Ademoğulları gittikten sonra yarın çocuklara vereyim diye hediye almak için dışarı çıktım, onlarla aramdaki bağ çok farklıydı. Eğer teyzem olmasaydı şu an ne halde olurdum tahmin bile edemiyorum. Kimsesiz değildim belki ama yine de onların ne hissettiğini anlayabiliyordum. Teyzem bizim gibi kimsesiz çocuklar için bir şans olmak istiyordu ki öyle olmuştu zaten. Biraz dinlenmek için bir kafede oturup kahvemi sipariş ettim, telefonumu elime aldığımda birçok bildirim gelmişti.

Miraç ADEMOĞLU sizi ELMASZEDELER adlı gruba ekledi.

Elmasım: ELMASZEDELER?

Miraç ADEMOĞLU: yılan olan Elması kastettiğimi anlamış olman gerekiyordu

ADEMOĞLU ADEM: Aptal herif bir işi de düzgün yap, grupta Elmas’ın olacağını bile bile neden bu ismi seçersin ki?

Miraç ADEMOĞLU: sabah yaşadıklarımızdan dolayı olabilir mi?

Elmasım: her neyse problem değil Güneş daha beterlerini yapıyor bana sanırım bu gurup ismine katlanabilirim ya da siz gerçekten bir Elmaszede olabilirsiniz zamanla belli mi olur?

Miraç ADEMOĞLU: ben şu an Güneşin daha beter ne yaptığını merak etmekle meşgulüm ne yapmış olabilir ki en fazla?

ADEMOĞLU ADEM: kızın ismini bir yılana vermiş olması yeterli değil mi sence?
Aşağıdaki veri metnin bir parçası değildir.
use std::cmp::Ordering;
use std::fmt;

use itertools::Itertools;
use serde::Serialize;

use crate::cards::{Card, Rank};
use crate::error::{AdvisorError, AdvisorResult};

#[derive(Debug, Clone, Copy, PartialEq, Eq, PartialOrd, Ord)]
pub enum HandCategory {
    HighCard = 0,
    OnePair = 1,
    TwoPair = 2,
    ThreeOfAKind = 3,
    Straight = 4,
    Flush = 5,
    FullHouse = 6,
    FourOfAKind = 7,
    StraightFlush = 8,
    RoyalFlush = 9,
}

impl fmt::Display for HandCategory {
    fn fmt(&self, f: &mut fmt::Formatter<'_>) -> fmt::Result {
        match self {
            HandCategory::HighCard => write!(f, "High Card"),
            HandCategory::OnePair => write!(f, "Pair"),
            HandCategory::TwoPair => write!(f, "Two Pair"),
            HandCategory::ThreeOfAKind => write!(f, "Three of a Kind"),
            HandCategory::Straight => write!(f, "Straight"),
            HandCategory::Flush => write!(f, "Flush"),
            HandCategory::FullHouse => write!(f, "Full House"),
            HandCategory::FourOfAKind => write!(f, "Four of a Kind"),
            HandCategory::StraightFlush => write!(f, "Straight Flush"),
            HandCategory::RoyalFlush => write!(f, "Royal Flush"),
        }
    }
}

#[derive(Debug, Clone)]
pub struct HandResult {
    pub rank: u8,
    pub category: HandCategory,
    pub kickers: Vec<u8>,
    pub cards: Vec<Card>,
}

impl HandResult {
    pub fn new(category: HandCategory, kickers: Vec<u8>, cards: &[Card]) -> Self {
        HandResult {
            rank: category as u8,
            category,
            kickers,
            cards: cards.to_vec(),
        }
    }

    /// Position of the primary rank on a 0..=10 scale, used to place a hand
    /// inside its category's strength band.
    pub fn ordinal(&self) -> f64 {
        let primary = self.kickers.first().copied().unwrap_or(2).clamp(2, 14);
        f64::from(primary - 2) * 10.0 / 12.0
    }

    pub fn description(&self) -> String {
        let name = |i: usize| {
            self.kickers
                .get(i)
                .and_then(|&v| Rank::from_value(v))
                .unwrap_or(Rank::Two)
        };
        match self.category {
            HandCategory::HighCard => format!("{} high", name(0).name()),
            HandCategory::OnePair => format!("Pair of {}", name(0).plural()),
            HandCategory::TwoPair => {
                format!("Two Pair, {} and {}", name(0).plural(), name(1).plural())
            }
            HandCategory::ThreeOfAKind => format!("Three of a Kind, {}", name(0).plural()),
            HandCategory::Straight => format!("Straight, {} high", name(0).name()),
            HandCategory::Flush => format!("Flush, {} high", name(0).name()),
            HandCategory::FullHouse => {
                format!("Full House, {} over {}", name(0).plural(), name(1).plural())
            }
            HandCategory::FourOfAKind => format!("Four of a Kind, {}", name(0).plural()),
            HandCategory::StraightFlush => format!("Straight Flush, {} high", name(0).name()),
            HandCategory::RoyalFlush => "Royal Flush".to_string(),
        }
    }
}

impl PartialEq for HandResult {
    fn eq(&self, other: &Self) -> bool {
        self.rank == other.rank && self.kickers == other.kickers
    }
}

impl Eq for HandResult {}

impl PartialOrd for HandResult {
    fn partial_cmp(&self, other: &Self) -> Option<Ordering> {
        Some(self.cmp(other))
    }
}

impl Ord for HandResult {
    fn cmp(&self, other: &Self) -> Ordering {
        match self.rank.cmp(&other.rank) {
            Ordering::Equal => self.kickers.cmp(&other.kickers),
            ord => ord,
        }
    }
}

fn is_flush(cards: &[Card]) -> bool {
    cards.len() == 5 && cards.windows(2).all(|w| w[0].suit == w[1].suit)
}

fn is_straight(values: &[u8]) -> Option<u8> {
    let unique: Vec<u8> = values
        .iter()
        .copied()
        .sorted_unstable_by(|a, b| b.cmp(a))
        .dedup()
        .collect();

    if unique.len() != 5 {
        return None;
    }

    if unique[0] - unique[4] == 4 {
        return Some(unique[0]);
    }

    // Wheel: A-2-3-4-5
    if unique == [14, 5, 4, 3, 2] {
        return Some(5);
    }

    None
}

/// Ranks up to five cards. Straights and flushes need all five.
fn evaluate_five(cards: &[Card]) -> HandResult {
    let values: Vec<u8> = cards
        .iter()
        .map(|c| c.value())
        .sorted_unstable_by(|a, b| b.cmp(a))
        .collect();

    let flush = is_flush(cards);
    let straight_high = is_straight(&values);

    match (flush, straight_high) {
        (true, Some(14)) => return HandResult::new(HandCategory::RoyalFlush, vec![14], cards),
        (true, Some(high)) => {
            return HandResult::new(HandCategory::StraightFlush, vec![high], cards)
        }
        _ => {}
    }

    // (count, value) sorted by count desc, then value desc
    let groups: Vec<(usize, u8)> = values
        .iter()
        .copied()
        .dedup_with_count()
        .sorted_by(|a, b| b.0.cmp(&a.0).then(b.1.cmp(&a.1)))
        .collect();

    let rest = |excluded: &[u8]| -> Vec<u8> {
        values.iter().copied().filter(|v| !excluded.contains(v)).collect()
    };
    let with_rest = |lead: Vec<u8>| -> Vec<u8> {
        let mut kickers = lead.clone();
        kickers.extend(rest(&lead));
        kickers
    };

    let top = groups[0];
    let second = groups.get(1).copied().unwrap_or((0, 0));

    if top.0 == 4 {
        return HandResult::new(HandCategory::FourOfAKind, with_rest(vec![top.1]), cards);
    }

    if top.0 == 3 && second.0 >= 2 {
        return HandResult::new(HandCategory::FullHouse, vec![top.1, second.1], cards);
    }

    if flush {
        return HandResult::new(HandCategory::Flush, values.clone(), cards);
    }

    if let Some(high) = straight_high {
        return HandResult::new(HandCategory::Straight, vec![high], cards);
    }

    if top.0 == 3 {
        return HandResult::new(HandCategory::ThreeOfAKind, with_rest(vec![top.1]), cards);
    }

    if top.0 == 2 && second.0 == 2 {
        return HandResult::new(HandCategory::TwoPair, with_rest(vec![top.1, second.1]), cards);
    }

    if top.0 == 2 {
        return HandResult::new(HandCategory::OnePair, with_rest(vec![top.1]), cards);
    }

    HandResult::new(HandCategory::HighCard, values.clone(), cards)
}

/// Best hand made from 1 to 7 cards.
pub fn best_hand(cards: &[Card]) -> AdvisorResult<HandResult> {
    if cards.is_empty() || cards.len() > 7 {
        return Err(AdvisorError::Solver(format!(
            "cannot rank {} cards (expected 1 to 7)",
            cards.len()
        )));
    }

    if cards.len() <= 5 {
        return Ok(evaluate_five(cards));
    }

    cards
        .iter()
        .copied()
        .combinations(5)
        .map(|five| evaluate_five(&five))
        .max()
        .ok_or_else(|| AdvisorError::Solver("no five-card combination".to_string()))
}

pub fn compare_hands(hand1: &[Card], hand2: &[Card], board: &[Card]) -> AdvisorResult<i32> {
    let r1 = best_hand(&[hand1, board].concat())?;
    let r2 = best_hand(&[hand2, board].concat())?;
    Ok(match r1.cmp(&r2) {
        Ordering::Greater => 1,
        Ordering::Less => -1,
        Ordering::Equal => 0,
    })
}

/// What a hand-ranking primitive reports for a set of cards.
#[derive(Debug, Clone, PartialEq)]
pub struct SolvedHand {
    /// Category label, e.g. "Two Pair".
    pub name: String,
    /// Comparable position within the category, 0.0..=10.0.
    pub ordinal: f64,
    pub description: String,
    pub cards: Vec<Card>,
}

/// Capability that picks the best five-card hand out of 2..=7 cards.
pub trait HandSolver {
    fn solve(&self, cards: &[Card]) -> AdvisorResult<SolvedHand>;
}

/// Exhaustive best-of-five solver.
#[derive(Debug, Clone, Copy, Default)]
pub struct BestHandSolver;

impl HandSolver for BestHandSolver {
    fn solve(&self, cards: &[Card]) -> AdvisorResult<SolvedHand> {
        let best = best_hand(cards)?;
        Ok(SolvedHand {
            name: best.category.to_string(),
            ordinal: best.ordinal(),
            description: best.description(),
            cards: best.cards,
        })
    }
}

pub static HAND_RANKS: [(&str, u8); 10] = [
    ("High Card", 1),
    ("Pair", 2),
    ("Two Pair", 3),
    ("Three of a Kind", 4),
    ("Straight", 5),
    ("Flush", 6),
    ("Full House", 7),
    ("Four of a Kind", 8),
    ("Straight Flush", 9),
    ("Royal Flush", 10),
];

/// `[min, max]` strength per hand rank; index 0 is the unknown sentinel.
pub static STRENGTH_BANDS: [(u8, u8); 11] = [
    (0, 0),
    (5, 20),
    (25, 40),
    (45, 60),
    (60, 72),
    (72, 80),
    (80, 85),
    (85, 92),
    (92, 96),
    (96, 99),
    (100, 100),
];

/// Unknown labels count as high card.
pub fn hand_rank_for(name: &str) -> u8 {
    HAND_RANKS
        .iter()
        .find(|(label, _)| *label == name)
        .map(|&(_, rank)| rank)
        .unwrap_or(1)
}

pub fn strength_for(hand_rank: u8, ordinal: f64) -> u8 {
    let (min, max) = STRENGTH_BANDS[usize::from(hand_rank.min(10))];
    let t = ordinal.clamp(0.0, 10.0) / 10.0;
    (f64::from(min) + f64::from(max - min) * t).round() as u8
}

#[derive(Debug, Clone, PartialEq, Serialize)]
#[serde(rename_all = "camelCase")]
pub struct HandEvaluation {
    pub hand_name: String,
    pub hand_rank: u8,
    pub strength: u8,
    pub description: String,
    pub best_cards: Vec<Card>,
}

impl HandEvaluation {
    pub fn unknown() -> Self {
        HandEvaluation {
            hand_name: "Unknown".to_string(),
            hand_rank: 0,
            strength: 0,
            description: "Need 2 hole cards".to_string(),
            best_cards: Vec::new(),
        }
    }

    pub fn category(&self) -> StrengthCategory {
        StrengthCategory::from_strength(self.strength)
    }
}

#[derive(Debug, Clone, Copy, PartialEq, Eq, Serialize)]
#[serde(rename_all = "lowercase")]
pub enum StrengthCategory {
    Weak,
    Medium,
    Strong,
    Monster,
}

impl StrengthCategory {
    pub fn from_strength(strength: u8) -> Self {
        match strength {
            70..=u8::MAX => StrengthCategory::Monster,
            50..=69 => StrengthCategory::Strong,
            30..=49 => StrengthCategory::Medium,
            _ => StrengthCategory::Weak,
        }
    }
}

impl fmt::Display for StrengthCategory {
    fn fmt(&self, f: &mut fmt::Formatter<'_>) -> fmt::Result {
        match self {
            StrengthCategory::Weak => write!(f, "weak"),
            StrengthCategory::Medium => write!(f, "medium"),
            StrengthCategory::Strong => write!(f, "strong"),
            StrengthCategory::Monster => write!(f, "monster"),
        }
    }
}

pub fn evaluate_hand(hole: &[Card], community: &[Card]) -> AdvisorResult<HandEvaluation> {
    evaluate_hand_with(&BestHandSolver, hole, community)
}

/// Evaluates hole + community cards through `solver`. Fewer than two hole
/// cards yields [`HandEvaluation::unknown`] so callers can evaluate mid-selection.
pub fn evaluate_hand_with<S: HandSolver + ?Sized>(
    solver: &S,
    hole: &[Card],
    community: &[Card],
) -> AdvisorResult<HandEvaluation> {
    match hole.len() {
        0 | 1 => return Ok(HandEvaluation::unknown()),
        2 => {}
        n => return Err(AdvisorError::InvalidHandSize(n)),
    }

    let all_cards = [hole, community].concat();
    let solved = solver.solve(&all_cards)?;
    let hand_rank = hand_rank_for(&solved.name);
    let description = if solved.description.is_empty() {
        solved.name.clone()
    } else {
        solved.description
    };

    Ok(HandEvaluation {
        hand_name: solved.name,
        hand_rank,
        strength: strength_for(hand_rank, solved.ordinal),
        description,
        best_cards: solved.cards.into_iter().take(5).collect(),
    })
}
Elmasım: yeni kimliklere geçildiğinde eski kimliğimi alıp benim fotoğrafım yerine o şeyin fotoğrafını koymuş olması yeterli olur mu? Üstelik kendisi kızım dediği yılanına özel kimlik çıkarabileceği halde

Miraç ADEMOĞLU: DKDKŞWDMJCŞDFLDŞDMŞDMXLDMDKDK Güneş senden öğrenmem gereken çok şey var

ADEMOĞLU ADEM: Ciddi olmadığını umut ediyorum bunu yapmadı de lütfen

Elmasım: inan yapmamış olmasını sizden daha çok ben isterim ve o kimliği hala saklıyor, bulursam imha edeceğim ama nereye sakladıysa bulamıyorum.

 

Siz: e ben de bu sene doğum gününde tüm arkadaşlarını Elmas’ın doğum günü diye davet edip kızımın doğum gününü kutlamaz mıyım

Miraç ADEMOĞLU: hewgnrdbntfdfk organizasyon konusunda sana yardımcı olurum

Elmasım: ben de sahne aldığın barın adresini Sina’ya veririm bir bakmışsın Sina ile birlikte seni izlemeye gelmişiz :)

 

Siz: beni tanımaz ki ama gelirseniz barmen seni tanır ve aranızdaki muhabbetin Sina’nın çok hoşuna gideceğine eminim ;)

Miraç ADEMOĞLU: sahne mi?

ADEMOĞLU ADEM: Bar mı? Ne barı ne sahnesi? Ne olarak sahne alıyorsun ki sen? Bu işe ihtiyacın olduğunu sanmıyorum hangi bar bu?

 

Siz: Ne bu tepkiler bir de bayıl istiyorsan Ademoğlu

Miraç ADEMOĞLU: cidden abi ne bu tepkiler ben pavyona düşsem bu kadar tepki vermezsin.

 

Siz: ne pavyon muuuu

Elmasım: öyle bir şey yok öyle bir şey yok çıkar onu aklından hemen

 

Siz:  şimdilik kapattım bu konuyu ŞİMDİLİK

Miraç ADEMOĞLU: alacağım cevaptan korkuyorum ama ne olarak sahne alıyorsun gece güneşi ne tür bir bar burası?

 

Siz: ne olabilir Miraç? Striptiz yapıyor değilim ya şarkı söylüyorum ara sıra, sürekli olan bir şey değil Elmas benim bu muhteşem yeteneğimi çekemediği için rahatsız tabi ki

Elmasım: sen gerçekten rezil bir arkadaşsın seninle olan arkadaşlığıma neden hala devam ediyorum ki

ADEMOĞLU ADEM: bunu ben de merak ettim neden hala arkadaşlığını devam ettiriyorsun bunları bana Miraç yapsa kardeşlikten reddederdim.

 

Siz: çünkü beni seviyorsun bensiz nefes bile alamazsın hasretimden Mecnun gibi dağları delersin.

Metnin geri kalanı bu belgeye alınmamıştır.